FOXBOROUGH, Mass. -- New England Patriots quarterback Cam Newton, whose 15 rushing attempts in Sunday's season-opening win were his second-highest total in a game in his career, said he isn't concerned about the injury risk if the trend continues.

"That's just been me. Every year, a new discussion comes up about 'It's not smart to run. It's not smart to do this. It's not smart to do that.' But at the end of the day, I just feel as if whatever necessary way you have to go about winning a football game, that's what you have to do," Newton said Monday morning on sports radio WEEI's "The Greg Hill Show."
QB1st DownsSeason
Lamar Jackson10Week 13, 2019
Cam Newton8Week 1, 2020
Russell Wilson8Week 10, 2014
Cam Newton8Week 6, 2014
-- ESPN Stats & Information

"There's many different ways to attack a defense, and having a quarterback run is just another added dimension that a lot of teams can't have. Yet through it all, I have to make a conscientious decision each and every time I do run the ball to be smart. Not to get ahead of myself and trying to prove a point. As long as I run and take care of myself and get down when need be, then I feel like everything will be OK."

Newton's 75 rushing yards in Sunday's victory over the Miami Dolphins were the most by a Patriots quarterback since Steve Grogan had 81 against the Buffalo Bills in the 1977 season.

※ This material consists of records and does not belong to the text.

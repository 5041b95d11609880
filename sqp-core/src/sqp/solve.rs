//! The trust-region SQP driver.
//!
//! Two nested loops: the outer loop escalates the constraint penalty
//! weight until a converged iterate is feasible, the inner loop runs SQP
//! iterations. Each SQP iteration convexifies the problem about the
//! current iterate, folds constraint models into the objective as L1
//! penalties, and runs a trust-box loop that shrinks the box until a
//! step is accepted, the model improvement goes below threshold, or the
//! box underflows.

use std::time::Instant;

use log::{debug, info, warn};

use crate::error::{SqpError, SqpResult};
use crate::expr::QuadExpr;
use crate::model::{scatter_values, ConvexConstraints, ConvexObjective, CvxStatus};
use crate::penalty::cnts_to_costs;
use crate::problem::OptProb;
use crate::settings::SqpSettings;

use super::merit::{self, MeritReport};
use super::{Callback, OptResults, OptStatus};

/// What a single trust-box sweep decided.
enum StepOutcome {
    /// Step accepted, trust box expanded; run another SQP iteration.
    Accepted,

    /// Model improvement below threshold; candidate kept, locally done.
    Converged,

    /// The box shrank below its floor without an acceptable step.
    BoxUnderflow,

    /// The convex backend refused a subproblem.
    Fatal,

    /// Wall-clock budget expired.
    TimeUp,
}

/// Penalty-method sequential quadratic programming inside an adaptive
/// trust box.
///
/// ```no_run
/// # use sqp_core::sqp::TrustRegionSqp;
/// # use sqp_core::problem::OptProb;
/// # fn build_problem() -> OptProb { unimplemented!() }
/// let mut solver = TrustRegionSqp::new(build_problem());
/// solver.initialize(&[0.0, 0.0])?;
/// let status = solver.optimize()?;
/// println!("{}: x = {:?}", status, solver.results().x);
/// # Ok::<(), sqp_core::error::SqpError>(())
/// ```
pub struct TrustRegionSqp {
    prob: OptProb,
    settings: SqpSettings,
    results: OptResults,
    callbacks: Vec<Callback>,

    /// Current penalty weight mu.
    merit_error_coeff: f64,

    /// Current trust box half-width.
    trust_box_size: f64,
}
pub mod types;
pub mod filter;
pub mod filter_where;
pub mod filter_order;
pub mod matcher;
pub mod error;

pub use types::*;
pub use error::FilterError;
pub use filter::Filter;
use serde::{Deserialize, Serialize};
use std::env;

#[derive(Debug, Clone, Serialize, Deserialize)]
pub struct AppConfig {
    pub environment: Environment,
    pub server: ServerConfig,
    pub database: DatabaseConfig,
    pub security: SecurityConfig,
    pub pagination: PaginationConfig,
    pub search: SearchConfig,
}

#[derive(Debug, Clone, Copy, PartialEq, Eq, Serialize, Deserialize)]
#[serde(rename_all = "lowercase")]
pub enum Environment {
    Development,
    Staging,
    Production,
}

impl Environment {
    pub fn as_str(&self) -> &'static str {
        match self {
            Environment::Development => "development",
            Environment::Staging => "staging",
            Environment::Production => "production",
        }
    }
}

#[derive(Debug, Clone, Serialize, Deserialize)]
pub struct ServerConfig {
    pub app_name: String,
    pub app_version: String,
    pub host: String,
    pub port: u16,
    /// Deployment-wide switch that rejects every write endpoint with 403.
    pub demo_mode: bool,
    /// Base URL of the web client, used to build shareable link URLs.
    pub frontend_url: String,
}

#[derive(Debug, Clone, Copy, PartialEq, Eq, Serialize, Deserialize)]
#[serde(rename_all = "lowercase")]
pub enum StorageBackend {
    Postgres,
    Memory,
}

#[derive(Debug, Clone, Serialize, Deserialize)]
pub struct DatabaseConfig {
    pub backend: StorageBackend,
    pub url: Option<String>,
    pub max_connections: u32,
    pub connection_timeout: u64,
    pub run_migrations: bool,
}

#[derive(Debug, Clone, Serialize, Deserialize)]
pub struct SecurityConfig {
    pub jwt_secret: String,
    pub jwt_expiry_hours: u64,
    pub cookie_name: String,
    pub secure_cookies: bool,
    pub bcrypt_cost: u32,
    pub cors_origins: Vec<String>,
}

#[derive(Debug, Clone, Serialize, Deserialize)]
pub struct PaginationConfig {
    pub default_limit: u32,
    pub max_limit: u32,
}

#[derive(Debug, Clone, Serialize, Deserialize)]
pub struct SearchConfig {
    pub autocomplete_min_chars: usize,
    pub autocomplete_limit: u32,
}

impl AppConfig {
    pub fn from_env() -> Self {
        let environment = match env::var("APP_ENV").or_else(|_| env::var("NODE_ENV")).as_deref() {
            Ok("production") | Ok("prod") => Environment::Production,
            Ok("staging") | Ok("stage") => Environment::Staging,
            _ => Environment::Development,
        };

        // Set defaults based on environment, then override with specific env vars
        match environment {
            Environment::Production => Self::production(),
            Environment::Staging => Self::staging(),
            Environment::Development => Self::development(),
        }
        .with_env_overrides()
    }

    pub fn is_development(&self) -> bool {
        matches!(self.environment, Environment::Development)
    }

    pub fn is_production(&self) -> bool {
        matches!(self.environment, Environment::Production)
    }

    fn with_env_overrides(mut self) -> Self {
        // Server overrides
        if let Ok(v) = env::var("HOST") {
            self.server.host = v;
        }
        if let Ok(v) = env::var("PORT") {
            self.server.port = v.parse().unwrap_or(self.server.port);
        }
        if let Ok(v) = env::var("DEMO_MODE") {
            self.server.demo_mode = matches!(v.as_str(), "1" | "true");
        }
        if let Ok(v) = env::var("FRONTEND_URL") {
            self.server.frontend_url = v.trim_end_matches('/').to_string();
        }

        // Database overrides
        if let Ok(v) = env::var("DATABASE_URL") {
            self.database.url = Some(v);
            self.database.backend = StorageBackend::Postgres;
        }
        if let Ok(v) = env::var("DATABASE_BACKEND") {
            match v.as_str() {
                "memory" => self.database.backend = StorageBackend::Memory,
                "postgres" => self.database.backend = StorageBackend::Postgres,
                other => tracing::warn!("Unknown DATABASE_BACKEND '{}', keeping {:?}", other, self.database.backend),
            }
        }
        if let Ok(v) = env::var("DATABASE_MAX_CONNECTIONS") {
            self.database.max_connections = v.parse().unwrap_or(self.database.max_connections);
        }
        if let Ok(v) = env::var("DATABASE_CONNECTION_TIMEOUT") {
            self.database.connection_timeout = v.parse().unwrap_or(self.database.connection_timeout);
        }
        if let Ok(v) = env::var("DATABASE_RUN_MIGRATIONS") {
            self.database.run_migrations = v.parse().unwrap_or(self.database.run_migrations);
        }

        // Security overrides
        if let Ok(v) = env::var("JWT_SECRET") {
            self.security.jwt_secret = v;
        }
        if let Ok(v) = env::var("SECURITY_JWT_EXPIRY_HOURS") {
            self.security.jwt_expiry_hours = v.parse().unwrap_or(self.security.jwt_expiry_hours);
        }
        if let Ok(v) = env::var("SECURITY_BCRYPT_COST") {
            self.security.bcrypt_cost = v.parse().unwrap_or(self.security.bcrypt_cost);
        }
        if let Ok(v) = env::var("CORS_ORIGIN") {
            self.security.cors_origins = v.split(',').map(|s| s.trim().to_string()).collect();
        }

        // Pagination overrides
        if let Ok(v) = env::var("PAGINATION_DEFAULT_LIMIT") {
            self.pagination.default_limit = v.parse().unwrap_or(self.pagination.default_limit);
        }
        if let Ok(v) = env::var("PAGINATION_MAX_LIMIT") {
            self.pagination.max_limit = v.parse().unwrap_or(self.pagination.max_limit);
        }

        self
    }

    fn base(environment: Environment) -> Self {
        Self {
            environment,
            server: ServerConfig {
                app_name: "Case Manager API".to_string(),
                app_version: env!("CARGO_PKG_VERSION").to_string(),
                host: "0.0.0.0".to_string(),
                port: 4000,
                demo_mode: false,
                frontend_url: "http://localhost:3000".to_string(),
            },
            database: DatabaseConfig {
                backend: StorageBackend::Memory,
                url: None,
                max_connections: 10,
                connection_timeout: 30,
                run_migrations: true,
            },
            security: SecurityConfig {
                jwt_secret: String::new(),
                jwt_expiry_hours: 24 * 7, // 1 week
                cookie_name: "authToken".to_string(),
                secure_cookies: false,
                bcrypt_cost: 10,
                cors_origins: vec!["*".to_string()],
            },
            pagination: PaginationConfig {
                default_limit: 50,
                max_limit: 500,
            },
            search: SearchConfig {
                autocomplete_min_chars: 2,
                autocomplete_limit: 10,
            },
        }
    }

    pub fn development() -> Self {
        let mut config = Self::base(Environment::Development);
        config.security.jwt_secret = "development-secret-change-me".to_string();
        config
    }

    pub fn staging() -> Self {
        let mut config = Self::base(Environment::Staging);
        config.database.max_connections = 20;
        config.database.connection_timeout = 10;
        config.security.secure_cookies = true;
        config
    }

    pub fn production() -> Self {
        let mut config = Self::base(Environment::Production);
        config.database.max_connections = 50;
        config.database.connection_timeout = 5;
        config.database.run_migrations = false;
        config.security.secure_cookies = true;
        config
    }

    /// Configuration used by tests: in-memory storage and the cheapest bcrypt cost.
    pub fn for_tests() -> Self {
        let mut config = Self::development();
        config.database.backend = StorageBackend::Memory;
        config.security.bcrypt_cost = 4;
        config.security.jwt_secret = "test-secret".to_string();
        config
    }
}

Newton didn't take big hits after the majority of his runs, but after missing most of the 2019 season because of a Lisfranc injury to his left foot, which came after a 2018 campaign that ended two games early ahead of surgery on his right shoulder, Newton knows that all it takes is one to alter everything. Thus, he's focused more on sliding.

"That's how my running style has morphed over the years. I just feel like I've gotten better at it -- from the time I got into the league to the time now, people always see the running amount, but at the same time, the toll on a runner is not the same as a running back, so to speak," he said on WEEI.

"Quarterbacks, all alike, have an invisible rule to be able to get down in the open field rather than finish the run as other positions would like to do. Either I'm the hammer and not the nail -- delivering the blow. Or at the end of the day, I can get down and, like they all say, live to fight another day."

Newton, whose previous regular-season game had been Sept. 12, 2019, acknowledged that he was feeling the aftereffects of some contact.

"I think I missed this victoriously sore feeling," he said.

The Patriots ran the ball by design on 65% of their plays Sunday, which was their highest rate in any game since the 2008 regular-season finale, according to ESPN's Stats & Information.

Furthermore, Newton's 13 designed runs were the second-most of his career, per ESPN Stats & Info.

"Some of those runs were option-type runs, so we don't know who's going to get the ball; depends on how the defense plays it," coach Bill Belichick said Monday. "That's just an unpredictable part of that play [so] I think those numbers are, with all due respect, a little bit skewed. We'll see how teams play us going forward on those type of plays if we run those again.

"I don't know, we'll do what's best each week for the team that we're playing and how we feel like we can attack them."